## THE PROBLEM
Your answer must be an exact repetition of every record.

(Collected data entries)
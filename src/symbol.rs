use std::sync::atomic::{AtomicUsize, Ordering};

use crate::{GrammarError, GrammarResult};

/// Identifier of the grammar owning a symbol.
///
/// Every grammar builder draws a fresh one, so handles coming from
/// another grammar can be told apart.
#[derive(Debug, Eq, PartialEq, Ord, PartialOrd, Hash, Copy, Clone)]
pub struct GrammarId(usize);

impl GrammarId {
    pub(crate) fn next() -> Self {
        static NEXT: AtomicUsize = AtomicUsize::new(0);
        Self(NEXT.fetch_add(1, Ordering::Relaxed))
    }
}

#[derive(Debug, Eq, PartialEq, Copy, Clone)]
pub enum SymbolKind {
    Terminal,
    NonTerminal,
    /// The distinguished end-of-input terminal.
    Eos,
    /// The distinguished start non-terminal.
    Start,
}

impl SymbolKind {
    #[inline(always)]
    pub fn is_terminal(&self) -> bool {
        matches!(self, SymbolKind::Terminal | SymbolKind::Eos)
    }
}

/// An atomic input token kind.
#[derive(Debug, Eq, PartialEq, Ord, PartialOrd, Hash, Copy, Clone)]
pub struct Terminal {
    pub(crate) grammar: GrammarId,
    pub(crate) index: usize,
}

/// A syntactic category, produced by rules.
#[derive(Debug, Eq, PartialEq, Ord, PartialOrd, Hash, Copy, Clone)]
pub struct NonTerminal {
    pub(crate) grammar: GrammarId,
    pub(crate) index: usize,
}

/// Any grammar symbol.
///
/// Terminals order before non-terminals, then by declaration order.
#[derive(Debug, Eq, PartialEq, Ord, PartialOrd, Hash, Copy, Clone)]
pub enum Symbol {
    Terminal(Terminal),
    NonTerminal(NonTerminal),
}

impl From<Terminal> for Symbol {
    fn from(value: Terminal) -> Self {
        Self::Terminal(value)
    }
}

impl From<NonTerminal> for Symbol {
    fn from(value: NonTerminal) -> Self {
        Self::NonTerminal(value)
    }
}

impl Symbol {
    pub fn grammar(&self) -> GrammarId {
        match self {
            Symbol::Terminal(t) => t.grammar,
            Symbol::NonTerminal(nt) => nt.grammar,
        }
    }

    /// Position of the symbol in its grammar's declaration order.
    pub fn index(&self) -> usize {
        match self {
            Symbol::Terminal(t) => t.index,
            Symbol::NonTerminal(nt) => nt.index,
        }
    }

    #[inline(always)]
    pub fn is_terminal(&self) -> bool {
        matches!(self, Symbol::Terminal(_))
    }

    pub fn as_terminal(&self) -> Option<Terminal> {
        match self {
            Symbol::Terminal(t) => Some(*t),
            Symbol::NonTerminal(_) => None,
        }
    }

    pub fn as_non_terminal(&self) -> Option<NonTerminal> {
        match self {
            Symbol::NonTerminal(nt) => Some(*nt),
            Symbol::Terminal(_) => None,
        }
    }
}

#[derive(Debug, Clone, PartialEq, Eq)]
pub(crate) struct SymbolDef {
    pub name: String,
    pub kind: SymbolKind,
}

/// The symbols declared by one grammar, in declaration order.
#[derive(Debug, Clone)]
pub struct SymbolTable {
    grammar: GrammarId,
    defs: Vec<SymbolDef>,
}

impl SymbolTable {
    pub(crate) fn new(grammar: GrammarId) -> Self {
        Self {
            grammar,
            defs: vec![],
        }
    }

    pub fn grammar(&self) -> GrammarId {
        self.grammar
    }

    /// Declare a new symbol.
    ///
    /// Returns an error if a symbol with the same name already exists.
    pub(crate) fn declare(&mut self, name: String, kind: SymbolKind) -> GrammarResult<Symbol> {
        if self.contains_name(&name) {
            return Err(GrammarError::DuplicateSymbolName(name));
        }

        let index = self.defs.len();
        self.defs.push(SymbolDef { name, kind });

        Ok(self.handle(index))
    }

    pub fn contains_name(&self, name: &str) -> bool {
        self.defs.iter().any(|def| def.name == name)
    }

    /// Get a symbol based on its name.
    pub fn get(&self, name: &str) -> Option<Symbol> {
        self.defs
            .iter()
            .position(|def| def.name == name)
            .map(|index| self.handle(index))
    }

    /// Returns the name of the symbol.
    ///
    /// # Panics
    /// Panics if the symbol belongs to another grammar.
    pub fn name(&self, symbol: impl Into<Symbol>) -> &str {
        let symbol = symbol.into();
        assert_eq!(
            symbol.grammar(),
            self.grammar,
            "symbol #{} does not belong to this grammar",
            symbol.index()
        );
        &self.defs[symbol.index()].name
    }

    /// Check the symbol was declared by this grammar.
    pub fn check(&self, symbol: Symbol) -> GrammarResult<Symbol> {
        if symbol.grammar() != self.grammar || symbol.index() >= self.defs.len() {
            return Err(GrammarError::OutOfGrammarSymbol(format!(
                "#{} of {:?}",
                symbol.index(),
                symbol.grammar()
            )));
        }
        Ok(symbol)
    }

    pub fn iter(&self) -> impl Iterator<Item = Symbol> + '_ {
        (0..self.defs.len()).map(|index| self.handle(index))
    }

    pub fn iter_terminals(&self) -> impl Iterator<Item = Terminal> + '_ {
        self.iter().filter_map(|sym| sym.as_terminal())
    }

    pub fn iter_non_terminals(&self) -> impl Iterator<Item = NonTerminal> + '_ {
        self.iter().filter_map(|sym| sym.as_non_terminal())
    }

    pub fn len(&self) -> usize {
        self.defs.len()
    }

    pub fn is_empty(&self) -> bool {
        self.defs.is_empty()
    }

    fn handle(&self, index: usize) -> Symbol {
        if self.defs[index].kind.is_terminal() {
            Terminal {
                grammar: self.grammar,
                index,
            }
            .into()
        } else {
            NonTerminal {
                grammar: self.grammar,
                index,
            }
            .into()
        }
    }
}

pub mod traits {
    use crate::{GrammarError, GrammarResult, NonTerminal, Symbol, SymbolTable, Terminal};

    /// Anything designating a symbol of a grammar: a handle or a name.
    pub trait SymbolRef {
        fn resolve(self, symbols: &SymbolTable) -> GrammarResult<Symbol>;

        /// Resolve the reference, and require a non-terminal.
        fn resolve_non_terminal(self, symbols: &SymbolTable) -> GrammarResult<NonTerminal>
        where
            Self: Sized,
        {
            let symbol = self.resolve(symbols)?;
            symbol
                .as_non_terminal()
                .ok_or_else(|| GrammarError::NotANonTerminal(symbols.name(symbol).to_string()))
        }
    }

    impl SymbolRef for Symbol {
        fn resolve(self, symbols: &SymbolTable) -> GrammarResult<Symbol> {
            symbols.check(self)
        }
    }

    impl SymbolRef for Terminal {
        fn resolve(self, symbols: &SymbolTable) -> GrammarResult<Symbol> {
            symbols.check(self.into())
        }
    }

    impl SymbolRef for NonTerminal {
        fn resolve(self, symbols: &SymbolTable) -> GrammarResult<Symbol> {
            symbols.check(self.into())
        }
    }

    impl SymbolRef for &str {
        fn resolve(self, symbols: &SymbolTable) -> GrammarResult<Symbol> {
            symbols
                .get(self)
                .ok_or_else(|| GrammarError::UnknownSymbol(self.to_string()))
        }
    }

    impl SymbolRef for &String {
        fn resolve(self, symbols: &SymbolTable) -> GrammarResult<Symbol> {
            self.as_str().resolve(symbols)
        }
    }
}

## RESULT
filename src/symbol.rs
use std::sync::atomic::{AtomicUsize, Ordering};

use crate::{GrammarError, GrammarResult};

/// Identifier of the grammar owning a symbol.
///
/// Every grammar builder draws a fresh one, so handles coming from
/// another grammar can be told apart.
#[derive(Debug, Eq, PartialEq, Ord, PartialOrd, Hash, Copy, Clone)]
pub struct GrammarId(usize);

impl GrammarId {
    pub(crate) fn next() -> Self {
        static NEXT: AtomicUsize = AtomicUsize::new(0);
        Self(NEXT.fetch_add(1, Ordering::Relaxed))
    }
}

#[derive(Debug, Eq, PartialEq, Copy, Clone)]
pub enum SymbolKind {
    Terminal,
    NonTerminal,
    /// The distinguished end-of-input terminal.
    Eos,
    /// The distinguished start non-terminal.
    Start,
}

impl SymbolKind {
    #[inline(always)]
    pub fn is_terminal(&self) -> bool {
        matches!(self, SymbolKind::Terminal | SymbolKind::Eos)
    }
}

/// An atomic input token kind.
#[derive(Debug, Eq, PartialEq, Ord, PartialOrd, Hash, Copy, Clone)]
pub struct Terminal {
    pub(crate) grammar: GrammarId,
    pub(crate) index: usize,
}

/// A syntactic category, produced by rules.
#[derive(Debug, Eq, PartialEq, Ord, PartialOrd, Hash, Copy, Clone)]
pub struct NonTerminal {
    pub(crate) grammar: GrammarId,
    pub(crate) index: usize,
}

/// Any grammar symbol.
///
/// Terminals order before non-terminals, then by declaration order.
#[derive(Debug, Eq, PartialEq, Ord, PartialOrd, Hash, Copy, Clone)]
pub enum Symbol {
    Terminal(Terminal),
    NonTerminal(NonTerminal),
}

impl From<Terminal> for Symbol {
    fn from(value: Terminal) -> Self {
        Self::Terminal(value)
    }
}

impl From<NonTerminal> for Symbol {
    fn from(value: NonTerminal) -> Self {
        Self::NonTerminal(value)
    }
}

impl Symbol {
    pub fn grammar(&self) -> GrammarId {
        match self {
            Symbol::Terminal(t) => t.grammar,
            Symbol::NonTerminal(nt) => nt.grammar,
        }
    }

    /// Position of the symbol in its grammar's declaration order.
    pub fn index(&self) -> usize {
        match self {
            Symbol::Terminal(t) => t.index,
            Symbol::NonTerminal(nt) => nt.index,
        }
    }

    #[inline(always)]
    pub fn is_terminal(&self) -> bool {
        matches!(self, Symbol::Terminal(_))
    }

    pub fn as_terminal(&self) -> Option<Terminal> {
        match self {
            Symbol::Terminal(t) => Some(*t),
            Symbol::NonTerminal(_) => None,
        }
    }

    pub fn as_non_terminal(&self) -> Option<NonTerminal> {
        match self {
            Symbol::NonTerminal(nt) => Some(*nt),
            Symbol::Terminal(_) => None,
        }
    }
}

#[derive(Debug, Clone, PartialEq, Eq)]
pub(crate) struct SymbolDef {
    pub name: String,
    pub kind: SymbolKind,
}

/// The symbols declared by one grammar, in declaration order.
#[derive(Debug, Clone)]
pub struct SymbolTable {
    grammar: GrammarId,
    defs: Vec<SymbolDef>,
}

impl SymbolTable {
    pub(crate) fn new(grammar: GrammarId) -> Self {
        Self {
            grammar,
            defs: vec![],
        }
    }

    pub fn grammar(&self) -> GrammarId {
        self.grammar
    }

    /// Declare a new symbol.
    ///
    /// Returns an error if a symbol with the same name already exists.
    pub(crate) fn declare(&mut self, name: String, kind: SymbolKind) -> GrammarResult<Symbol> {
        if self.contains_name(&name) {
            return Err(GrammarError::DuplicateSymbolName(name));
        }

        let index = self.defs.len();
        self.defs.push(SymbolDef { name, kind });

        Ok(self.handle(index))
    }

    pub fn contains_name(&self, name: &str) -> bool {
        self.defs.iter().any(|def| def.name == name)
    }

    /// Get a symbol based on its name.
    pub fn get(&self, name: &str) -> Option<Symbol> {
        self.defs
            .iter()
            .position(|def| def.name == name)
            .map(|index| self.handle(index))
    }

    /// Returns the name of the symbol.
    ///
    /// # Panics
    /// Panics if the symbol belongs to another grammar.
    pub fn name(&self, symbol: impl Into<Symbol>) -> &str {
        let symbol = symbol.into();
        assert_eq!(
            symbol.grammar(),
            self.grammar,
            "symbol #{} does not belong to this grammar",
            symbol.index()
        );
        &self.defs[symbol.index()].name
    }

    /// Check the symbol was declared by this grammar.
    pub fn check(&self, symbol: Symbol) -> GrammarResult<Symbol> {
        if symbol.grammar() != self.grammar || symbol.index() >= self.defs.len() {
            return Err(GrammarError::OutOfGrammarSymbol(format!(
                "#{} of {:?}",
                symbol.index(),
                symbol.grammar()
            )));
        }
        Ok(symbol)
    }

    pub fn iter(&self) -> impl Iterator<Item = Symbol> + '_ {
        (0..self.defs.len()).map(|index| self.handle(index))
    }

    pub fn iter_terminals(&self) -> impl Iterator<Item = Terminal> + '_ {
        self.iter().filter_map(|sym| sym.as_terminal())
    }

    pub fn iter_non_terminals(&self) -> impl Iterator<Item = NonTerminal> + '_ {
        self.iter().filter_map(|sym| sym.as_non_terminal())
    }

    pub fn len(&self) -> usize {
        self.defs.len()
    }

    pub fn is_empty(&self) -> bool {
        self.defs.is_empty()
    }

    fn handle(&self, index: usize) -> Symbol {
        if self.defs[index].kind.is_terminal() {
            Terminal {
                grammar: self.grammar,
                index,
            }
            .into()
        } else {
            NonTerminal {
                grammar: self.grammar,
                index,
            }
            .into()
        }
    }
}

pub mod traits {
    use crate::{GrammarError, GrammarResult, NonTerminal, Symbol, SymbolTable, Terminal};

    /// Anything designating a symbol of a grammar: a handle or a name.
    pub trait SymbolRef {
        fn resolve(self, symbols: &SymbolTable) -> GrammarResult<Symbol>;

        /// Resolve the reference, and require a non-terminal.
        fn resolve_non_terminal(self, symbols: &SymbolTable) -> GrammarResult<NonTerminal>
        where
            Self: Sized,
        {
            let symbol = self.resolve(symbols)?;
            symbol
                .as_non_terminal()
                .ok_or_else(|| GrammarError::NotANonTerminal(symbols.name(symbol).to_string()))
        }
    }

    impl SymbolRef for Symbol {
        fn resolve(self, symbols: &SymbolTable) -> GrammarResult<Symbol> {
            symbols.check(self)
        }
    }

    impl SymbolRef for Terminal {
        fn resolve(self, symbols: &SymbolTable) -> GrammarResult<Symbol> {
            symbols.check(self.into())
        }
    }

    impl SymbolRef for NonTerminal {
        fn resolve(self, symbols: &SymbolTable) -> GrammarResult<Symbol> {
            symbols.check(self.into())
        }
    }

    impl SymbolRef for &str {
        fn resolve(self, symbols: &SymbolTable) -> GrammarResult<Symbol> {
            symbols
                .get(self)
                .ok_or_else(|| GrammarError::UnknownSymbol(self.to_string()))
        }
    }

    impl SymbolRef for &String {
        fn resolve(self, symbols: &SymbolTable) -> GrammarResult<Symbol> {
            self.as_str().resolve(symbols)
        }
    }
}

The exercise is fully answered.